Promising careers get recognition President Bush has honored 57 young US researchers with Presidential Early Career Awards for Scientists and Engineers. The awards recognize promising new faculty members, each nominated by the federal departments and agencies that fund their work. Several materials scientists are among those named, including Susmita Bose of Washington State University, Jia G. Lu of the University of California, Irvine, Dan M. Stamper-Kurn of the University of California at Berkeley, Christine Orme of Lawrence Livermore National Laboratory, Carl Boehlert of Alfred University, and Eric R. Weeks of Emory University. Material properties gain big win A $300 000 share of the 2004 Global Energy International Prize has gone to Alexander Sheindlin for fundamental investigations of thermophysical properties of matter for power engineering. Sheindlin, one of three winners of the award, is an academician of the Russian Academy of Sciences (RAS) and honorary director of the RAS Associated Institute of High Temperatures. His work has included the study of the thermophysical properties of metals and their vapors, which has found application in nuclear power plants. The prize recognizes outstanding research in energy development and power generation by international researchers, although it was instigated in Russia and is funded by Russian energy companies. Materials to reduce solar cell cost The Engineering and Physical Sciences Research Council (EPSRC) has awarded £4.5 million over four years to six UK universities and seven companies to develop lowercost, higher-efficiency thin-film solar cell materials. The Photovoltaic Material for the 21st Century project forms part of the EPSRC’s Supergen initiative, a £25 million program to investigate alternative energy sources. The recipients are the Universities of Bath, Durham, Wales, Northumbria, Southampton, and Loughborough, Crystalox, MATS UK, Millbrook Instruments, Epichem, Kurt J. Lesker, Oxford Lasers, and Gatan UK.

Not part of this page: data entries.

use serde::{Deserialize, Serialize};

use super::repo_types::{Lead, LeadStatus};

/// Body of the public contact form.
#[derive(Debug, Default, Deserialize)]
#[serde(default, rename_all = "camelCase")]
pub struct ContactRequest {
    pub name: String,
    pub email: String,
    pub country_code: Option<String>,
    pub phone: String,
    pub message: String,
}

#[derive(Debug, Deserialize)]
pub struct UpdateStatusRequest {
    pub status: LeadStatus,
}

#[derive(Debug, Deserialize)]
pub struct LeadQuery {
    pub search: Option<String>,
    #[serde(default = "default_limit")]
    pub limit: i64,
    #[serde(default)]
    pub offset: i64,
}
fn default_limit() -> i64 {
    20
}

#[derive(Debug, Serialize)]
pub struct LeadResponse {
    pub message: &'static str,
    pub lead: Lead,
}

#[derive(Debug, Serialize)]
pub struct LeadPage {
    pub total: i64,
    pub leads: Vec<Lead>,
}
use std::sync::Arc;

use axum::extract::FromRef;
use tracing::warn;

use crate::auth::{
    jwt::JwtKeys,
    repo::{MemoryUserStore, PgUserStore, UserStore},
    services::AuthService,
};
use crate::config::AppConfig;
use crate::db;
use crate::leads::{
    repo::{LeadStore, MemoryLeadStore, PgLeadStore},
    services::LeadService,
};

#[derive(Clone)]
pub struct AppState {
    pub config: Arc<AppConfig>,
    pub keys: Arc<JwtKeys>,
    pub auth: AuthService,
    pub leads: LeadService,
}

impl AppState {
    pub async fn init() -> anyhow::Result<Self> {
        let config = Arc::new(AppConfig::from_env()?);

        let (users, leads): (Arc<dyn UserStore>, Arc<dyn LeadStore>) =
            match config.database_url.as_deref() {
                Some(url) => {
                    let pool = db::connect(url, config.max_connections).await?;
                    (
                        Arc::new(PgUserStore::new(pool.clone())),
                        Arc::new(PgLeadStore::new(pool)),
                    )
                }
                None => {
                    warn!("DATABASE_URL not set; using in-memory stores, data is lost on exit");
                    (
                        Arc::new(MemoryUserStore::new()),
                        Arc::new(MemoryLeadStore::new()),
                    )
                }
            };

        Ok(Self::from_parts(config, users, leads))
    }

    pub fn from_parts(
        config: Arc<AppConfig>,
        users: Arc<dyn UserStore>,
        leads: Arc<dyn LeadStore>,
    ) -> Self {
        let keys = Arc::new(JwtKeys::new(&config.jwt));
        Self {
            auth: AuthService::new(users, keys.clone()),
            leads: LeadService::new(leads),
            keys,
            config,
        }
    }

    #[cfg(test)]
    pub fn fake() -> Self {
        let config = Arc::new(AppConfig {
            database_url: None,
            max_connections: 1,
            host: "127.0.0.1".into(),
            port: 0,
            jwt: crate::config::JwtConfig {
                secret: "test".into(),
                issuer: "test".into(),
                audience: "test".into(),
                ttl_minutes: 5,
            },
        });

        Self::from_parts(
            config,
            Arc::new(MemoryUserStore::new()),
            Arc::new(MemoryLeadStore::new()),
        )
    }
}

impl FromRef<AppState> for Arc<JwtKeys> {
    fn from_ref(state: &AppState) -> Self {
        state.keys.clone()
    }
}
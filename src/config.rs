use anyhow::Context;
use serde::Deserialize;

#[derive(Debug, Clone, Deserialize)]
pub struct JwtConfig {
    pub secret: String,
    pub issuer: String,
    pub audience: String,
    pub ttl_minutes: i64,
}

#[derive(Debug, Clone, Deserialize)]
pub struct AppConfig {
    /// `None` runs the service on in-memory stores.
    pub database_url: Option<String>,
    pub max_connections: u32,
    pub host: String,
    pub port: u16,
    pub jwt: JwtConfig,
}

impl AppConfig {
    pub fn from_env() -> anyhow::Result<Self> {
        let database_url = std::env::var("DATABASE_URL")
            .ok()
            .filter(|v| !v.trim().is_empty());
        let jwt = JwtConfig {
            secret: std::env::var("JWT_SECRET").context("JWT_SECRET must be set")?,
            issuer: std::env::var("JWT_ISSUER").unwrap_or_else(|_| "ruwa".into()),
            audience: std::env::var("JWT_AUDIENCE").unwrap_or_else(|_| "ruwa-users".into()),
            ttl_minutes: env_or("JWT_TTL_MINUTES", 60 * 24),
        };
        Ok(Self {
            database_url,
            max_connections: env_or("DB_MAX_CONNECTIONS", 10),
            host: std::env::var("APP_HOST").unwrap_or_else(|_| "0.0.0.0".into()),
            port: env_or("APP_PORT", 8000),
            jwt,
        })
    }
}

fn env_or<T: std::str::FromStr>(key: &str, default: T) -> T {
    std::env::var(key)
        .ok()
        .and_then(|v| v.parse::<T>().ok())
        .unwrap_or(default)
}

Prizewinning inventions Edith Flanigen, who developed a new generation of molecular sieves, and Nick Holonyak, Jr., inventor of the first practical red lightemitting diode (LED), have both won 2004 Lemelson-MIT prizes for technological innovation. Flanigen received $100 000 for the 2004 LemelsonMIT Lifetime Achievement Award. She and coworkers at Union Carbide developed a large number of molecular sieves with novel structures and compositions. The materials have uses in many applications, including petroleum refining and petrochemical processes, where they reduce energy costs and industrial waste. Flanigen was the first woman to hold the position of senior research fellow at Union Carbide, where she worked as a research chemist for over four decades. Holonyak, the John Bardeen Professor of Electrical and Computer Engineering and Physics at the University of Illinois at Urbana-Champaign, was received the $500 000 Lemelson-MIT Prize for Invention. “Holonyak’s work is present in many of the electronic devices we use today,” says Merton C. Flemings, director of the Lemelson-MIT program. “Within the next decade, LEDs could potentially make the incandescent light bulb obsolete.” The first student of John Bardeen at the University of Illinois, Holonyak later joined Bell Labs and General Electric.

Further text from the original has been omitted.